You’re browsing the internet and a modal (like the one pictured above) pops up. Now you have to decide if you want to “learn more,” leave the website, or accept the cookies. The modal says cookies will “improve your browsing experience,” which sounds pretty great. Plus, clicking the “learn more” link and reading a bunch of details probably isn’t what you came to the internet for.
This blog post is for those of us who click that accept button and never look back. I’ll explain cookies (otherwise known as HTTP cookies), an important piece of everyone’s internet browsing experience.
What’s a Cookie?
A cookie is a little file that a website places on your computer; it records information about how you interact with the website’s content. When you return to a site you visited previously, the site reads the cookie and uses that information to personalize your experience.
Cookies allow you to stay logged in, have your currency pre-selected, re-populate the items you added to your shopping cart, and many other things. They may also keep track of how many times you’ve visited and remember which type of things you’re interested in. Cookies can make a user’s experience effortless, but they can also be a potential invasion of privacy.

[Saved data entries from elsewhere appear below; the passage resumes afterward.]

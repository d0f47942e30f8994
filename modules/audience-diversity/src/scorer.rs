//! Two-tier audience diversity scoring.
//!
//! For each post in a batch:
//! 1. Extract one candidate URL, unshorten it, and look its registrable domain
//!    up in the domain table.
//! 2. If that fails, classify the post's URL-stripped text and look the topic
//!    up in the topic table.
//! 3. If that fails too, use the default score.
//!
//! Subsets of the batch travel through the unshortener and the topic model
//! alongside the indices of the posts they came from, so every result lands
//! back in its post's slot.
//!
//! Per-post misses are ordinary branches. Anything else (classifier failure,
//! a collaborator returning the wrong number of results, a topic missing from
//! the table) fails the whole call; the lenient entry points then fall back to
//! the default score for every post.

use std::any::Any;
use std::panic::AssertUnwindSafe;
use std::sync::Arc;

use futures::FutureExt;
use tracing::{debug, error, info};

use crate::context::DiversityContext;
use crate::error::ScoringError;
use crate::text::{post_text, usable_text};
use crate::traits::{TopicClassifier, Unshortener};
use crate::types::{Platform, Post, PostScore, ScoreSource, NO_TOPIC};
use crate::urls::{candidate_url, registrable_domain};

#[derive(Debug, Clone)]
enum PostState {
    Unresolved,
    Resolved(PostScore),
}

pub struct DiversityScorer {
    context: Arc<DiversityContext>,
    unshortener: Arc<dyn Unshortener>,
    classifier: Arc<dyn TopicClassifier>,
}

impl DiversityScorer {
    pub fn new(
        context: Arc<DiversityContext>,
        unshortener: Arc<dyn Unshortener>,
        classifier: Arc<dyn TopicClassifier>,
    ) -> Self {
        Self {
            context,
            unshortener,
            classifier,
        }
    }

    pub fn context(&self) -> &DiversityContext {
        &self.context
    }

    /// Score a batch. Always returns one score per post, in input order; if
    /// the batch fails as a whole every post gets the default score.
    pub async fn score_batch(&self, posts: &[Post], platform: Platform) -> Vec<f64> {
        self.score_batch_with_sources(posts, platform)
            .await
            .into_iter()
            .map(|s| s.score)
            .collect()
    }

    /// Lenient counterpart of [`Self::score_batch_detailed`]. Errors and
    /// collaborator panics are logged and the whole batch gets
    /// [`Self::fallback_scores`].
    pub async fn score_batch_with_sources(&self, posts: &[Post], platform: Platform) -> Vec<PostScore> {
        let outcome = AssertUnwindSafe(self.score_batch_detailed(posts, platform))
            .catch_unwind()
            .await;
        match outcome {
            Ok(Ok(scores)) => scores,
            Ok(Err(e)) => {
                error!(error = %e, posts = posts.len(), %platform, "Scoring failed, using default for whole batch");
                self.fallback_scores(posts.len())
            }
            Err(payload) => {
                error!(
                    panic = panic_message(payload.as_ref()),
                    posts = posts.len(),
                    %platform,
                    "Scoring panicked, using default for whole batch"
                );
                self.fallback_scores(posts.len())
            }
        }
    }

    /// Score one post. Same pipeline as a batch of one.
    pub async fn score_single(&self, post: &Post, platform: Platform) -> f64 {
        self.score_batch(std::slice::from_ref(post), platform)
            .await
            .into_iter()
            .next()
            .unwrap_or(self.context.normalization.default_score)
    }

    pub async fn try_score_batch(
        &self,
        posts: &[Post],
        platform: Platform,
    ) -> Result<Vec<f64>, ScoringError> {
        Ok(self
            .score_batch_detailed(posts, platform)
            .await?
            .into_iter()
            .map(|s| s.score)
            .collect())
    }

    pub async fn try_score_single(&self, post: &Post, platform: Platform) -> Result<f64, ScoringError> {
        let scores = self.try_score_batch(std::slice::from_ref(post), platform).await?;
        Ok(scores
            .into_iter()
            .next()
            .unwrap_or(self.context.normalization.default_score))
    }

    /// Score a batch and report where each score came from.
    pub async fn score_batch_detailed(
        &self,
        posts: &[Post],
        platform: Platform,
    ) -> Result<Vec<PostScore>, ScoringError> {
        let mut states = vec![PostState::Unresolved; posts.len()];

        self.resolve_domains(posts, platform, &mut states).await?;
        self.resolve_topics(posts, platform, &mut states).await?;

        let default_score = self.context.normalization.default_score;
        let scores: Vec<PostScore> = states
            .into_iter()
            .map(|state| match state {
                PostState::Resolved(score) => score,
                PostState::Unresolved => PostScore {
                    score: default_score,
                    source: ScoreSource::Default,
                },
            })
            .collect();

        let (mut by_domain, mut by_topic) = (0usize, 0usize);
        for s in &scores {
            match s.source {
                ScoreSource::Domain { .. } => by_domain += 1,
                ScoreSource::Topic { .. } => by_topic += 1,
                ScoreSource::Default => {}
            }
        }
        info!(
            posts = posts.len(),
            %platform,
            by_domain,
            by_topic,
            defaulted = posts.len() - by_domain - by_topic,
            "Scored batch"
        );

        Ok(scores)
    }

    /// What every post gets when a batch fails as a whole.
    pub fn fallback_scores(&self, len: usize) -> Vec<PostScore> {
        vec![
            PostScore {
                score: self.context.normalization.default_score,
                source: ScoreSource::Default,
            };
            len
        ]
    }

    async fn resolve_domains(
        &self,
        posts: &[Post],
        platform: Platform,
        states: &mut [PostState],
    ) -> Result<(), ScoringError> {
        let (indices, urls): (Vec<usize>, Vec<String>) = posts
            .iter()
            .enumerate()
            .filter_map(|(i, post)| {
                candidate_url(post, platform, &self.context.blocklist).map(|url| (i, url))
            })
            .unzip();
        if urls.is_empty() {
            return Ok(());
        }

        let resolved = self.unshortener.unshorten(&urls).await;
        if resolved.len() != urls.len() {
            return Err(ScoringError::LengthMismatch {
                stage: "unshortener",
                expected: urls.len(),
                got: resolved.len(),
            });
        }

        for (&idx, url) in indices.iter().zip(&resolved) {
            if let Some(score) = self.domain_score(url) {
                states[idx] = PostState::Resolved(score);
            }
        }
        Ok(())
    }

    fn domain_score(&self, url: &str) -> Option<PostScore> {
        let Some(domain) = registrable_domain(url) else {
            debug!(url, "Malformed URL, no host");
            return None;
        };
        let raw = self.context.domains.get(&domain)?;
        if self.context.blocklist.blocks(&domain) {
            return None;
        }
        Some(PostScore {
            score: self.context.normalization.domain_z(raw),
            source: ScoreSource::Domain { domain },
        })
    }

    async fn resolve_topics(
        &self,
        posts: &[Post],
        platform: Platform,
        states: &mut [PostState],
    ) -> Result<(), ScoringError> {
        let (indices, texts): (Vec<usize>, Vec<String>) = states
            .iter()
            .enumerate()
            .filter(|(_, state)| matches!(state, PostState::Unresolved))
            .filter_map(|(i, _)| {
                post_text(&posts[i], platform)
                    .and_then(|text| usable_text(&text))
                    .map(|text| (i, text))
            })
            .unzip();
        if texts.is_empty() {
            return Ok(());
        }

        let topics = self
            .classifier
            .classify_topics(&texts)
            .await
            .map_err(ScoringError::Classifier)?;
        if topics.len() != texts.len() {
            return Err(ScoringError::LengthMismatch {
                stage: "topic classifier",
                expected: texts.len(),
                got: topics.len(),
            });
        }

        for (&idx, &topic) in indices.iter().zip(&topics) {
            if topic == NO_TOPIC {
                continue;
            }
            let raw = self
                .context
                .topics
                .get(topic)
                .ok_or(ScoringError::UnknownTopic(topic))?;
            states[idx] = PostState::Resolved(PostScore {
                score: self.context.normalization.topic_z(raw),
                source: ScoreSource::Topic { topic },
            });
        }
        Ok(())
    }
}

fn panic_message(payload: &(dyn Any + Send)) -> &str {
    if let Some(s) = payload.downcast_ref::<&str>() {
        s
    } else if let Some(s) = payload.downcast_ref::<String>() {
        s.as_str()
    } else {
        "non-string panic payload"
    }
}
//! Text assembly and filtering for the topic fallback.

use crate::types::{Platform, Post};
use crate::urls::remove_urls;

/// Texts with this many whitespace-separated tokens or fewer (after URL
/// removal) are too short to classify.
pub const MAX_TRIVIAL_TOKENS: usize = 3;

/// Text of a post as the topic model should see it. Reddit joins the title and
/// body; other platforms use the body alone.
pub fn post_text(post: &Post, platform: Platform) -> Option<String> {
    match platform {
        Platform::Reddit => match (&post.title, &post.text) {
            (Some(title), Some(text)) => Some(format!("{title}. {text}")),
            (Some(title), None) => Some(title.clone()),
            (None, Some(text)) => Some(text.clone()),
            (None, None) => None,
        },
        Platform::Twitter | Platform::Other => post.text.clone(),
    }
}

/// Strip URLs and reject trivially short text.
pub fn usable_text(raw: &str) -> Option<String> {
    let stripped = remove_urls(raw);
    let stripped = stripped.trim();
    if stripped.split_whitespace().count() <= MAX_TRIVIAL_TOKENS {
        return None;
    }
    Some(stripped.to_string())
}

Some sites place a cookie on your computer as soon as you arrive. But if you’re prompted to approve cookies, it’s likely the website is following European cookie laws.
Over the last few decades, internet users and governments have become much more aware of cookies’ potential harm. In 2018, the European Union established the General Data Protection Regulation (GDPR), which protects a user’s personal information. Among other things, it requires websites to get the user’s express permission before collecting any of their information.
The United States does not have similar protections in place, although some states have data protection laws. This means cookies can be placed without the user’s permission.
Types of Cookies
There are two major types of cookies: first-party cookies and third-party cookies. First-party cookies are exactly what we’ve been describing. They’re created by the website you’re visiting, and they store site-specific information. First-party cookies allow us to view websites just like we did in the past.
Third-party cookies are a little trickier. When you visit a website, it loads code that allows a third-party server to create a cookie on your computer. Why would websites allow third-party cookies? In general, they’re either connected to paid advertising or they allow users to take third-party actions on the content.
Let’s say you’re shopping for a new sleeping bag. You look at a couple and decide you’re not ready to make the splurge. Instead of continuing your search, you decide to browse your favorite news website… and somehow it’s plastered with sleeping bags ads! This cross-website advertising is the work of third-party cookies.
Unlike first-party cookies, these cookies can be accessed on any website that loads the third-party code. The site where you viewed sleeping bags was using the third-party cookie and took note of your new shopping interest. Then that same cookie was read on the news website to load targeted sleeping bag ads.
Third-party cookies are also behind the “share” buttons that allow us to post content to social media sites. They give the two domains a way to communicate your experience to each other seamlessly.
Additionally, third-party cookies are used for plugins like live chat windows and sometimes more malicious things like user tracking.
First-party cookies are widely allowed in browsers, and (for the most part) they’re safe to use. But third-party cookies are limited by some browsers.
When you use the internet, cookies will be placed on your machine. This means sites will inevitably track your information.
Then investigate how your browser manages cookies (here’s information from Chrome, Firefox, and Safari). Your browser’s settings will allow you to set rules about cookie usage and clear out cookies and other browsing data. It may even give you the option to pick and choose which cookies to keep or delete.
Ultimately, it’s just good to be aware of how cookies can function. If you’ve made it this far, I hope you feel like you have a better understanding of HTTP cookies. Happy baking!